SOURCE INFORMATION
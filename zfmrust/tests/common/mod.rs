//! Scripted transport for driving the sensor without hardware

use std::collections::VecDeque;
use std::sync::{Arc, Mutex};
use std::time::Duration;

use async_trait::async_trait;
use bytes::BytesMut;

use zfmrust::{Frame, FrameDecoder, PacketKind, Sensor, Transport};
use zfmrust_core::constants::DEFAULT_ADDRESS;

/// Transport that replays queued response chunks and logs every write
///
/// Clones share state, so tests keep a handle for inspection after the
/// sensor takes ownership of its copy. An exhausted response queue behaves
/// like a dead line: `receive` reports a read timeout.
#[derive(Clone, Default)]
pub struct MockTransport {
    inner: Arc<Mutex<Inner>>,
}

#[derive(Default)]
struct Inner {
    written: Vec<u8>,
    responses: VecDeque<Vec<u8>>,
    connected: bool,
}

impl MockTransport {
    pub fn new() -> Self {
        Self::default()
    }

    /// Queue an encoded frame as one receive chunk
    pub fn push_frame(&self, kind: PacketKind, payload: &[u8]) {
        let frame = Frame::with_payload(kind, DEFAULT_ADDRESS, payload.to_vec());
        self.push_bytes(&frame.encode());
    }

    /// Queue an ack frame with the given payload
    pub fn push_ack(&self, payload: &[u8]) {
        self.push_frame(PacketKind::Ack, payload);
    }

    /// Queue raw bytes as one receive chunk
    pub fn push_bytes(&self, bytes: &[u8]) {
        self.inner
            .lock()
            .unwrap()
            .responses
            .push_back(bytes.to_vec());
    }

    /// Everything the driver wrote, in order
    pub fn written(&self) -> Vec<u8> {
        self.inner.lock().unwrap().written.clone()
    }

    /// Parse the write log back into frames
    pub fn written_frames(&self) -> Vec<Frame> {
        let mut decoder = FrameDecoder::new();
        decoder.feed(&self.written());

        let mut frames = Vec::new();
        while let Some(frame) = decoder.next_frame().unwrap() {
            frames.push(frame);
        }
        frames
    }
}

#[async_trait]
impl Transport for MockTransport {
    async fn connect(&mut self) -> zfmrust_transport::Result<()> {
        self.inner.lock().unwrap().connected = true;
        Ok(())
    }

    async fn disconnect(&mut self) -> zfmrust_transport::Result<()> {
        self.inner.lock().unwrap().connected = false;
        Ok(())
    }

    fn is_connected(&self) -> bool {
        self.inner.lock().unwrap().connected
    }

    async fn send(&mut self, data: &[u8]) -> zfmrust_transport::Result<()> {
        self.inner.lock().unwrap().written.extend_from_slice(data);
        Ok(())
    }

    async fn receive(&mut self, _timeout: Duration) -> zfmrust_transport::Result<BytesMut> {
        self.inner
            .lock()
            .unwrap()
            .responses
            .pop_front()
            .map(|bytes| BytesMut::from(&bytes[..]))
            .ok_or(zfmrust_transport::Error::ReadTimeout)
    }

    fn endpoint(&self) -> String {
        "mock".into()
    }
}

/// Build a connected sensor whose password has been accepted
pub async fn verified_sensor(mock: &MockTransport) -> Sensor {
    mock.push_ack(&[0x00]);

    let mut sensor = Sensor::from_transport(Box::new(mock.clone()));
    sensor.connect().await.unwrap();
    assert!(sensor.verify_password().await.unwrap());

    sensor
}

/// A 16-byte parameter block with the given capacity and packet size code
pub fn parameter_block(capacity: u16, packet_code: u16) -> Vec<u8> {
    let mut block = vec![
        0x00, 0x00, // status register
        0x00, 0x09, // system id
    ];
    block.extend_from_slice(&capacity.to_be_bytes());
    block.extend_from_slice(&[0x00, 0x03]); // security level
    block.extend_from_slice(&[0xFF, 0xFF, 0xFF, 0xFF]); // address
    block.extend_from_slice(&packet_code.to_be_bytes());
    block.extend_from_slice(&[0x00, 0x06]); // baud divisor
    block
}

/// Queue a parameter read ack
pub fn push_parameters(mock: &MockTransport, capacity: u16, packet_code: u16) {
    let mut payload = vec![0x00];
    payload.extend(parameter_block(capacity, packet_code));
    mock.push_ack(&payload);
}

TRY IT
Go through the entries above and copy out every line that includes the word "struct".

WRITTEN ANSWER
pub struct MockTransport {
struct Inner {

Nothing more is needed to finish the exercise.